La santé, son absence, les ennuis de respiration, l’oppression thoracique, les risques de passer de l’autre côté, la longue liste des malaises vécus, ressentis, les incidents, les accidents vasculaires : tout y passe, sans complaisance. Le malade poursuit inlassablement ses multiples activités. Et la tension monte jusqu’à 18,8 ou 19.

En page 295 : « Un invisible sicaire me talonne… m’enfonce sa dague dans le dos, lorsque je fais un peu vivement pareil geste ». Un peu plus loin, page 296 : « Est-ce que mon cœur ne va pas lâcher ? »

5) Souci d’une nature changeante :

Le « Carnet » donne aussi la description précise des changements d’air, de lumière, de chaleur. L’apparition des premières fleurs, la persistance, l’été passé, de certains insectes : rien n’échappe à l’acuité visuelle de notre auteur. Sa perte de l’odorat, progressive, ne l’empêche guère de goûter le foin coupé à l’odeur enivrante.

Le cri du faisan, les déambulations insolites d’un chevreuil près de la maison de retraite où sa mère réside jusqu’à la fin de 2015… donnent sujet de note, ou de réflexion.

6) Un lecteur incomparable :

Pas un jour sans une lecture. Bergounioux a suivi à la lettre la consigne « Nulla dies sine linea », suffit-il de remplacer ligne d’écriture par celle de lecture. Aussi infatigable que le Zola qui avait placé cette devise au-dessus de sa table de travail.

Mais quel liseur, selon la définition de Jean Guitton, c’est-à-dire celui qui « élit » ses lectures, et quelles lectures ! Des poèmes, des livres d’artistes, des livres rares extraits des bouquineries, des livres des siècles passés en édition originale, des romans, contemporains ou pas, des livres d’histoire, d’économie politique ou sociale, de philosophes, de sociologues…

Bourdieu, Armand Dupuy, Lévi-Strauss, Kant, Signol, Christa Wolf, Descartes, tant d’autres, dans un joli mélange, sans aucune discrimination. Bergounioux applique à la perfection le souci d’Umberto Saba de ne jamais hiérarchiser les choses, qu’elles soient hautes, banales, grivoises, ordinaires : idem pour notre auteur qui met toute lecture à la même mesure.

Il en dit souvent peu, de ces lectures : quelque remarques ou notations, aucun jugement esthétique, pas de critique au sens journalistique.
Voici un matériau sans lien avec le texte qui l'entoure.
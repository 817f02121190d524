// SPDX-License-Identifier: MIT

//! Edge definitions and routing predicates

use serde_json::Value;
use std::fmt;
use std::sync::Arc;

use crate::adk::error::WorkflowError;
use crate::kinetic::workflow::condition::{self, Expression};
use crate::kinetic::workflow::executor::value_to_text;

type PredicateFn = Arc<dyn Fn(&Value) -> bool + Send + Sync>;
type SelectorFn = Arc<dyn Fn(&Value) -> Option<String> + Send + Sync>;

/// A connection between executors
#[derive(Debug, Clone)]
pub enum Edge {
    /// Always delivers the output to `to`
    Direct { from: String, to: String },
    /// Delivers the output to `to` when the condition holds
    Conditional {
        from: String,
        to: String,
        condition: Condition,
    },
    /// Delivers a copy of the output to every target
    FanOut { from: String, targets: Vec<String> },
    /// Collects one output from every source before delivering to `to`
    FanIn { sources: Vec<String>, to: String },
    /// Picks one branch by the case the selector returns
    Switch {
        from: String,
        selector: Selector,
        cases: Vec<(String, String)>,
        default: Option<String>,
    },
}

impl Edge {
    pub fn kind_name(&self) -> &'static str {
        match self {
            Edge::Direct { .. } => "direct",
            Edge::Conditional { .. } => "conditional",
            Edge::FanOut { .. } => "fan_out",
            Edge::FanIn { .. } => "fan_in",
            Edge::Switch { .. } => "switch",
        }
    }

    /// Executors whose output travels along this edge
    pub fn origins(&self) -> Vec<&str> {
        match self {
            Edge::Direct { from, .. }
            | Edge::Conditional { from, .. }
            | Edge::FanOut { from, .. }
            | Edge::Switch { from, .. } => vec![from.as_str()],
            Edge::FanIn { sources, .. } => sources.iter().map(String::as_str).collect(),
        }
    }

    /// Executors this edge can deliver to
    pub fn destinations(&self) -> Vec<&str> {
        match self {
            Edge::Direct { to, .. } | Edge::Conditional { to, .. } | Edge::FanIn { to, .. } => {
                vec![to.as_str()]
            }
            Edge::FanOut { targets, .. } => targets.iter().map(String::as_str).collect(),
            Edge::Switch { cases, default, .. } => cases
                .iter()
                .map(|(_, target)| target.as_str())
                .chain(default.as_deref())
                .collect(),
        }
    }
}

/// Predicate guarding a conditional edge
#[derive(Clone)]
pub enum Condition {
    /// Parsed condition expression, kept with its source text
    Expr { text: String, expr: Expression },
    /// Caller-supplied predicate
    Predicate(PredicateFn),
}

impl Condition {
    pub fn parse(text: &str) -> Result<Self, WorkflowError> {
        Ok(Condition::Expr {
            text: text.to_string(),
            expr: condition::parse(text)?,
        })
    }

    pub fn predicate<F>(f: F) -> Self
    where
        F: Fn(&Value) -> bool + Send + Sync + 'static,
    {
        Condition::Predicate(Arc::new(f))
    }

    pub fn evaluate(&self, output: &Value) -> bool {
        match self {
            Condition::Expr { expr, .. } => condition::evaluate(expr, output),
            Condition::Predicate(f) => f(output),
        }
    }

    pub(crate) fn describe(&self) -> &str {
        match self {
            Condition::Expr { text, .. } => text,
            Condition::Predicate(_) => "<predicate>",
        }
    }
}

impl fmt::Debug for Condition {
    fn fmt(&self, f: &mut fmt::Formatter<'_>) -> fmt::Result {
        write!(f, "Condition({})", self.describe())
    }
}

/// Discriminator of a switch-case edge
#[derive(Clone)]
pub enum Selector {
    /// Text of the value at a path in the output
    Path(String),
    /// Caller-supplied discriminator
    Func(SelectorFn),
}

impl Selector {
    pub fn path(path: impl Into<String>) -> Self {
        Selector::Path(path.into())
    }

    pub fn func<F>(f: F) -> Self
    where
        F: Fn(&Value) -> Option<String> + Send + Sync + 'static,
    {
        Selector::Func(Arc::new(f))
    }

    pub fn select(&self, output: &Value) -> Option<String> {
        match self {
            Selector::Path(path) => condition::resolve_path(output, path).map(value_to_text),
            Selector::Func(f) => f(output),
        }
    }

    pub(crate) fn describe(&self) -> String {
        match self {
            Selector::Path(path) => format!("path:{}", path),
            Selector::Func(_) => "<selector>".to_string(),
        }
    }
}

impl fmt::Debug for Selector {
    fn fmt(&self, f: &mut fmt::Formatter<'_>) -> fmt::Result {
        write!(f, "Selector({})", self.describe())
    }
}

#[cfg(test)]
mod tests {
    use super::*;
    use serde_json::json;

    #[test]
    fn test_condition_from_text() {
        let cond = Condition::parse("output == 'go'").unwrap();
        assert!(cond.evaluate(&json!("go")));
        assert!(!cond.evaluate(&json!("stop")));
        assert_eq!(format!("{:?}", cond), "Condition(output == 'go')");
    }

    #[test]
    fn test_condition_parse_error() {
        assert!(matches!(
            Condition::parse("output ="),
            Err(WorkflowError::InvalidCondition { .. })
        ));
    }

    #[test]
    fn test_predicate_condition() {
        let cond = Condition::predicate(|v| v.as_i64().is_some_and(|n| n > 10));
        assert!(cond.evaluate(&json!(11)));
        assert!(!cond.evaluate(&json!(3)));
    }

    #[test]
    fn test_path_selector() {
        let selector = Selector::path("category");
        assert_eq!(
            selector.select(&json!({"category": "billing"})),
            Some("billing".to_string())
        );
        assert_eq!(selector.select(&json!({})), None);
        assert_eq!(Selector::path("output").select(&json!(3)), Some("3".to_string()));
    }

    #[test]
    fn test_edge_endpoints() {
        let edge = Edge::Switch {
            from: "triage".into(),
            selector: Selector::path("output"),
            cases: vec![("bug".into(), "fix".into()), ("idea".into(), "plan".into())],
            default: Some("archive".into()),
        };
        assert_eq!(edge.origins(), vec!["triage"]);
        assert_eq!(edge.destinations(), vec!["fix", "plan", "archive"]);
        assert_eq!(edge.kind_name(), "switch");

        let fan_in = Edge::FanIn {
            sources: vec!["a".into(), "b".into()],
            to: "join".into(),
        };
        assert_eq!(fan_in.origins(), vec!["a", "b"]);
        assert_eq!(fan_in.destinations(), vec!["join"]);
    }
}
C’est l’étonnement pour le lecteur qui attendrait assez naïvement que Bergounioux énonce ses jugements.

7) Une expérience stylistique :

Bergounioux, au même titre que Léautaud ou d’autres, note chaque jour, sans disposer ni de beaucoup de temps ni du désir de briller par des phrases hautement préparées ; il s’agit de dire, sans pesanteur, les pensées, les gestes, les souffrances, les déplacements, en phrases courtes, en soignant une langue qui n’est pas exempte de locutions ou d’expressions parfois rares (ex. « je suis pour mourir » ; autre ex. l’utilisation d’avoir au lieu d’être pour passer ; autre ex. la formulation du temps : « Je lis jusqu’à onze heures que je quitte la maison »…).

Mais la poésie n’est pas exclue d’une langue précise :

« Ce mal a la bonté d’attendre que j’aie regagné la maison » (p.244)

« Je serais mort un livre aux mains, comme j’avais vécu » (p.246)

« Cette affaire m’a complètement désheuré »…

On comprendra aisément qu’il est difficile dans les limites de cet article de mentionner tous les atouts d’une expérience d’écriture sur le long cours. J’aurai tenté d’en éclairer quelques aspects.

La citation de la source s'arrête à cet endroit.